Nuestro gobierno ha descansado excesivamente en medidas policiacas para atacar un problema que es de salud pública, y nada tiene que ver con crimen y castigo. Quiere insistir en que el problema somos nosotros, que somos indisciplinados, cuando aquí la gran mayoría de las personas, aún sin poder, hizo y todavía hace un sacrificio increíble para quedarse en sus casas. Desplazan la culpa hacia nosotros porque sus medidas han sido mediocres, corruptas, insuficientes e inadecuadas. Ninguna pandemia puede controlarse con policías, sin pruebas, rastreo, campañas de promoción de salud, estudios de prevalencia y el aislamiento efectivo de los casos positivos, que es en lo que debían haberse concentrado desde el primer día.
«Institucionalizar la mentira es la demostración más absoluta del poder», dice Diego Olavarría, en su artículo Fascismo en tres partes,publicado recientemente en la revista de la Universidad de México.
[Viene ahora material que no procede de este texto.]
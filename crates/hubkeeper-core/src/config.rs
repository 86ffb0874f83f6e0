//! Application configuration management.
//!
//! The deployment flag that selects direct-provider or backend-mediated
//! login lives here, together with the endpoints both paths talk to.
//!
//! Configuration is stored at `~/.config/hubkeeper/config.json`; every field
//! can be overridden with a `HUBKEEPER_*` environment variable.

use std::path::PathBuf;
use std::time::Duration;

use anyhow::{Context, Result};
use serde::{Deserialize, Serialize};

/// Application name used for config/cache directory paths
pub const APP_NAME: &str = "hubkeeper";

/// Config file name
const CONFIG_FILE: &str = "config.json";

const DEFAULT_GRAPHQL_URL: &str = "https://api.hubkeeper.app/graphql";
const DEFAULT_GITHUB_API_BASE_URL: &str = "https://api.github.com";

/// HTTP request timeout in seconds.
/// 30s allows for slow API responses while failing fast enough for good UX.
const DEFAULT_REQUEST_TIMEOUT_SECS: u64 = 30;

/// How a login round trip reaches a user record.
#[derive(Debug, Clone, Copy, PartialEq, Eq, Serialize, Deserialize, Default)]
#[serde(rename_all = "lowercase")]
pub enum AuthMode {
    /// Talk to GitHub directly and synthesize a free-tier user
    Direct,
    /// Exchange tokens through the backend GraphQL service
    #[default]
    Backend,
}

impl std::str::FromStr for AuthMode {
    type Err = anyhow::Error;

    fn from_str(s: &str) -> Result<Self> {
        match s.trim().to_ascii_lowercase().as_str() {
            "direct" => Ok(AuthMode::Direct),
            "backend" => Ok(AuthMode::Backend),
            other => Err(anyhow::anyhow!("Unknown auth mode: {}", other)),
        }
    }
}

#[derive(Debug, Clone, PartialEq, Serialize, Deserialize)]
#[serde(default)]
pub struct Config {
    pub graphql_url: String,
    pub github_api_base_url: String,
    pub auth_mode: AuthMode,
    /// Direct mode only: lift the single-column limit of the free plan
    pub unlimited_columns: bool,
    pub is_development: bool,
    pub request_timeout_secs: u64,
}

impl Default for Config {
    fn default() -> Self {
        Self {
            graphql_url: DEFAULT_GRAPHQL_URL.to_string(),
            github_api_base_url: DEFAULT_GITHUB_API_BASE_URL.to_string(),
            auth_mode: AuthMode::default(),
            unlimited_columns: false,
            is_development: cfg!(debug_assertions),
            request_timeout_secs: DEFAULT_REQUEST_TIMEOUT_SECS,
        }
    }
}

impl Config {
    /// Load the config file (if any) and apply environment overrides.
    pub fn load() -> Result<Self> {
        let path = Self::config_path()?;
        let mut config = if path.exists() {
            let contents = std::fs::read_to_string(&path)
                .with_context(|| format!("Failed to read config file {}", path.display()))?;
            serde_json::from_str(&contents).context("Failed to parse config file")?
        } else {
            Self::default()
        };
        config.apply_overrides(|key| std::env::var(key).ok())?;
        Ok(config)
    }

    fn apply_overrides(&mut self, var: impl Fn(&str) -> Option<String>) -> Result<()> {
        if let Some(url) = var("HUBKEEPER_GRAPHQL_URL") {
            self.graphql_url = url;
        }
        if let Some(url) = var("HUBKEEPER_GITHUB_API_BASE_URL") {
            self.github_api_base_url = url;
        }
        if let Some(mode) = var("HUBKEEPER_AUTH_MODE") {
            self.auth_mode = mode.parse()?;
        }
        if let Some(flag) = var("HUBKEEPER_UNLIMITED_COLUMNS") {
            self.unlimited_columns = parse_flag(&flag);
        }
        if let Some(flag) = var("HUBKEEPER_DEVELOPMENT") {
            self.is_development = parse_flag(&flag);
        }
        if let Some(secs) = var("HUBKEEPER_REQUEST_TIMEOUT_SECS") {
            self.request_timeout_secs = secs
                .parse()
                .with_context(|| format!("Invalid HUBKEEPER_REQUEST_TIMEOUT_SECS: {}", secs))?;
        }
        Ok(())
    }

    pub fn request_timeout(&self) -> Duration {
        Duration::from_secs(self.request_timeout_secs)
    }

    fn config_path() -> Result<PathBuf> {
        let config_dir = dirs::config_dir()
            .ok_or_else(|| anyhow::anyhow!("Could not find config directory"))?;
        Ok(config_dir.join(APP_NAME).join(CONFIG_FILE))
    }

    pub fn cache_dir(&self) -> Result<PathBuf> {
        let cache_dir = dirs::cache_dir()
            .ok_or_else(|| anyhow::anyhow!("Could not find cache directory"))?;
        Ok(cache_dir.join(APP_NAME))
    }
}

fn parse_flag(value: &str) -> bool {
    matches!(value.trim().to_ascii_lowercase().as_str(), "1" | "true" | "yes" | "on")
}
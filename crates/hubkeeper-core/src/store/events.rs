use crate::auth::AuthError;
use crate::models::{AppToken, GitHubCredential, Session, User};

use super::state::ThemePreferences;

/// Everything that can happen to the session, as seen by the store.
#[derive(Debug, Clone)]
pub enum Event {
    /// Ask for a (re)login with the given app token
    LoginRequest { app_token: AppToken },
    LoginSuccess {
        app_token: AppToken,
        user: Box<User>,
        /// Value of the login-success counter after this event was reduced.
        /// Stamped by `Store::dispatch`; whatever the caller sets is overwritten.
        login_count: u64,
    },
    LoginFailure(AuthError),
    Logout,
    DeleteAccountRequest,
    DeleteAccountSuccess,
    DeleteAccountFailure(AuthError),
    /// Persisted state was loaded after a restart
    Rehydrate { session: Option<Box<Session>> },
    UserDataUpdate(ThemePreferences),
    /// Swap the locally held personal token (or drop it with `None`)
    PersonalTokenReplaced(Option<GitHubCredential>),
    CleanupArchivedItems,
}

impl Event {
    pub fn login_success(app_token: AppToken, user: User) -> Self {
        Event::LoginSuccess {
            app_token,
            user: Box::new(user),
            login_count: 0,
        }
    }

    /// Stable event name for logs
    pub fn name(&self) -> &'static str {
        match self {
            Event::LoginRequest { .. } => "login-request",
            Event::LoginSuccess { .. } => "login-success",
            Event::LoginFailure(_) => "login-failure",
            Event::Logout => "logout",
            Event::DeleteAccountRequest => "delete-account-request",
            Event::DeleteAccountSuccess => "delete-account-success",
            Event::DeleteAccountFailure(_) => "delete-account-failure",
            Event::Rehydrate { .. } => "rehydrate",
            Event::UserDataUpdate(_) => "user-data-update",
            Event::PersonalTokenReplaced(_) => "personal-token-replaced",
            Event::CleanupArchivedItems => "cleanup-archived-items",
        }
    }
}
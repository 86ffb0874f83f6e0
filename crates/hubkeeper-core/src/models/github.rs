use std::collections::BTreeSet;
use std::fmt;

use chrono::{DateTime, Utc};
use serde::{Deserialize, Serialize};

/// The GitHub account behind a user, as reported by the identity endpoint.
#[derive(Debug, Clone, PartialEq, Serialize, Deserialize)]
#[cfg_attr(feature = "ts", derive(ts_rs::TS))]
#[serde(rename_all = "camelCase")]
pub struct GitHubAccount {
    pub id: i64,
    #[serde(default)]
    pub node_id: String,
    pub login: String,
    pub name: Option<String>,
    #[serde(default)]
    pub avatar_url: String,
    pub created_at: Option<DateTime<Utc>>,
    pub updated_at: Option<DateTime<Utc>>,
}

/// A GitHub token together with the scopes it was granted.
#[derive(Clone, PartialEq, Serialize, Deserialize)]
#[cfg_attr(feature = "ts", derive(ts_rs::TS))]
#[serde(rename_all = "camelCase")]
pub struct GitHubCredential {
    pub token: String,
    #[serde(default)]
    pub scope: BTreeSet<String>,
    #[serde(default = "default_token_type")]
    pub token_type: String,
    pub created_at: DateTime<Utc>,
    pub login: Option<String>,
}

fn default_token_type() -> String {
    "bearer".to_string()
}

impl GitHubCredential {
    pub fn has_scope(&self, scope: &str) -> bool {
        self.scope.contains(scope)
    }
}

// Tokens must never end up in logs.
impl fmt::Debug for GitHubCredential {
    fn fmt(&self, f: &mut fmt::Formatter<'_>) -> fmt::Result {
        f.debug_struct("GitHubCredential")
            .field("token", &"<redacted>")
            .field("scope", &self.scope)
            .field("token_type", &self.token_type)
            .field("created_at", &self.created_at)
            .field("login", &self.login)
            .finish()
    }
}

/// GitHub App installation linked to an OAuth/app credential
#[derive(Debug, Clone, PartialEq, Serialize, Deserialize)]
#[cfg_attr(feature = "ts", derive(ts_rs::TS))]
#[serde(rename_all = "camelCase")]
pub struct Installation {
    pub id: i64,
    pub node_id: Option<String>,
    pub account_login: Option<String>,
}

/// Every credential linked to a user plus the underlying GitHub account.
///
/// Each credential kind occupies a single slot, so a user can never hold
/// more than one personal token: replacing it overwrites the slot.
#[derive(Debug, Clone, PartialEq, Serialize, Deserialize)]
#[cfg_attr(feature = "ts", derive(ts_rs::TS))]
#[serde(rename_all = "camelCase")]
pub struct GitHubIdentity {
    pub personal: Option<GitHubCredential>,
    pub oauth: Option<GitHubCredential>,
    pub app: Option<GitHubCredential>,
    #[serde(default)]
    pub installations: Vec<Installation>,
    pub user: GitHubAccount,
}
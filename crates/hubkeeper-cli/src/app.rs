//! Wiring of the core components for one CLI invocation.

use std::sync::Arc;
use std::time::Duration;

use anyhow::{anyhow, Result};
use hubkeeper_core::api::{http_client, ClientCache, GitHubClient, GraphQlClient};
use hubkeeper_core::auth::{
    AuthError, KeyringVault, LoginRequests, PersonalTokenController, SessionExchanger, SessionFile,
    SessionKeeper, TokenVault,
};
use hubkeeper_core::collaborators::{Collaborators, Noop, SystemClock};
use hubkeeper_core::models::Session;
use hubkeeper_core::{AppState, Config, Event, Reactor, ReactorDeps, Store};
use tokio::sync::broadcast::{self, error::RecvError};
use tokio::task::JoinHandle;
use tracing::{debug, warn};

use crate::host;

/// How long a one-shot command waits for the outcome of a login or deletion
const OUTCOME_TIMEOUT: Duration = Duration::from_secs(60);

pub struct App {
    pub config: Config,
    pub store: Arc<Store>,
    clients: Arc<ClientCache>,
    graphql: GraphQlClient,
    login_requests: Arc<LoginRequests>,
    collaborators: Collaborators,
    session_file: Arc<SessionFile>,
    vault: Arc<dyn TokenVault>,
}

impl App {
    /// Build the components. The store starts from the persisted session, if any,
    /// without emitting `rehydrate`.
    pub fn new(config: Config) -> Result<Self> {
        let session_file = Arc::new(SessionFile::new(config.cache_dir()?));
        let initial = match load_session(&session_file) {
            Some(session) => AppState::default().reduce(&Event::Rehydrate {
                session: Some(Box::new(session)),
            }),
            None => AppState::default(),
        };

        let http = http_client(config.request_timeout())?;
        let clients = Arc::new(ClientCache::new(GitHubClient::new(
            http.clone(),
            config.github_api_base_url.clone(),
        )));
        let graphql = GraphQlClient::new(http, config.graphql_url.clone());
        let store = Arc::new(Store::new(initial));
        let collaborators = host::collaborators();

        let exchanger = SessionExchanger::new(
            &config,
            graphql.clone(),
            Arc::clone(&clients),
            Arc::new(SystemClock),
        );
        let login_requests = Arc::new(LoginRequests::new(
            Arc::new(exchanger),
            Arc::clone(&store),
            collaborators.clone(),
        ));

        Ok(Self {
            config,
            store,
            clients,
            graphql,
            login_requests,
            collaborators,
            session_file,
            vault: Arc::new(KeyringVault::new()),
        })
    }

    /// The session currently held by the store.
    pub fn session(&self) -> Option<Session> {
        let state = self.store.snapshot();
        match (state.app_token(), state.current_user()) {
            (Some(app_token), Some(user)) => Some(Session {
                app_token: app_token.clone(),
                user: user.clone(),
            }),
            _ => None,
        }
    }

    pub fn start_reactor(&self) -> Reactor {
        Reactor::spawn(ReactorDeps {
            store: Arc::clone(&self.store),
            clients: Arc::clone(&self.clients),
            graphql: self.graphql.clone(),
            login_requests: Arc::clone(&self.login_requests),
            collaborators: self.collaborators.clone(),
            is_development: self.config.is_development,
        })
    }

    pub fn start_keeper(&self) -> JoinHandle<()> {
        SessionKeeper::new(Arc::clone(&self.store), Arc::new(SystemClock), Arc::new(Noop)).spawn()
    }

    /// Save the session on every login and drop it on logout.
    pub fn start_persistence(&self) -> JoinHandle<()> {
        let mut events = self.store.events();
        let session_file = Arc::clone(&self.session_file);
        tokio::spawn(async move {
            loop {
                match events.recv().await {
                    Ok(Event::LoginSuccess { app_token, user, .. }) => {
                        let session = Session {
                            app_token,
                            user: *user,
                        };
                        match session_file.save(&session) {
                            Ok(()) => debug!("Session saved"),
                            Err(e) => warn!(error = %e, "Failed to save session"),
                        }
                    }
                    Ok(Event::Logout) => {
                        if let Err(e) = session_file.clear() {
                            warn!(error = %e, "Failed to clear session");
                        }
                    }
                    Ok(_) => {}
                    Err(RecvError::Lagged(skipped)) => warn!(skipped, "Persistence lagged behind events"),
                    Err(RecvError::Closed) => return,
                }
            }
        })
    }

    pub fn token_controller(&self) -> PersonalTokenController {
        PersonalTokenController::new(
            self.config.auth_mode,
            Arc::clone(&self.store),
            Arc::clone(&self.clients),
            self.graphql.clone(),
            Arc::clone(&self.vault),
            Arc::new(SystemClock),
            self.collaborators.clone(),
        )
    }

    pub fn save_session(&self, session: &Session) -> Result<()> {
        self.session_file.save(session)
    }

    pub fn clear_session(&self) -> Result<()> {
        self.session_file.clear()
    }
}

fn load_session(session_file: &SessionFile) -> Option<Session> {
    match session_file.load() {
        Ok(session) => session,
        Err(e) => {
            warn!(error = %e, "Ignoring unreadable session file");
            None
        }
    }
}

/// Wait for the first event `outcome` maps to `Some`.
pub async fn wait_for<T>(
    events: &mut broadcast::Receiver<Event>,
    outcome: impl Fn(Event) -> Option<T>,
) -> Result<T> {
    let wait = async {
        loop {
            match events.recv().await {
                Ok(event) => {
                    if let Some(result) = outcome(event) {
                        return Ok(result);
                    }
                }
                Err(RecvError::Lagged(_)) => continue,
                Err(RecvError::Closed) => return Err(anyhow!("Event stream closed")),
            }
        }
    };
    tokio::time::timeout(OUTCOME_TIMEOUT, wait)
        .await
        .map_err(|_| anyhow!("Timed out after {}s", OUTCOME_TIMEOUT.as_secs()))?
}

/// Login outcome as seen on the event stream
pub fn login_outcome(event: Event) -> Option<Result<Session, AuthError>> {
    match event {
        Event::LoginSuccess { app_token, user, .. } => Some(Ok(Session {
            app_token,
            user: *user,
        })),
        Event::LoginFailure(err) => Some(Err(err)),
        _ => None,
    }
}

/// Account deletion outcome as seen on the event stream
pub fn delete_outcome(event: Event) -> Option<Result<(), AuthError>> {
    match event {
        Event::DeleteAccountSuccess => Some(Ok(())),
        Event::DeleteAccountFailure(err) => Some(Err(err)),
        _ => None,
    }
}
Siempre he sabido que agua y libertad están imbricadas. Me pregunto cuánto de eso tan grande e intangible que es la libertad puede sobrevivir la represión. Cuál es el límite, la frontera de la voluntad de libertad, esa orilla donde no importa cuántos policías lleguen, solo encontrarán su propia futilidad, la infecundidad de aquello que se busca y no se alcanza.
Pero también me pregunto: Cuando la pandemia sea ya solo un recuerdo traumático de nuestro pasado: ¿Cuánto habremos retrocedido en la búsqueda del país realmente democrático que queremos ser?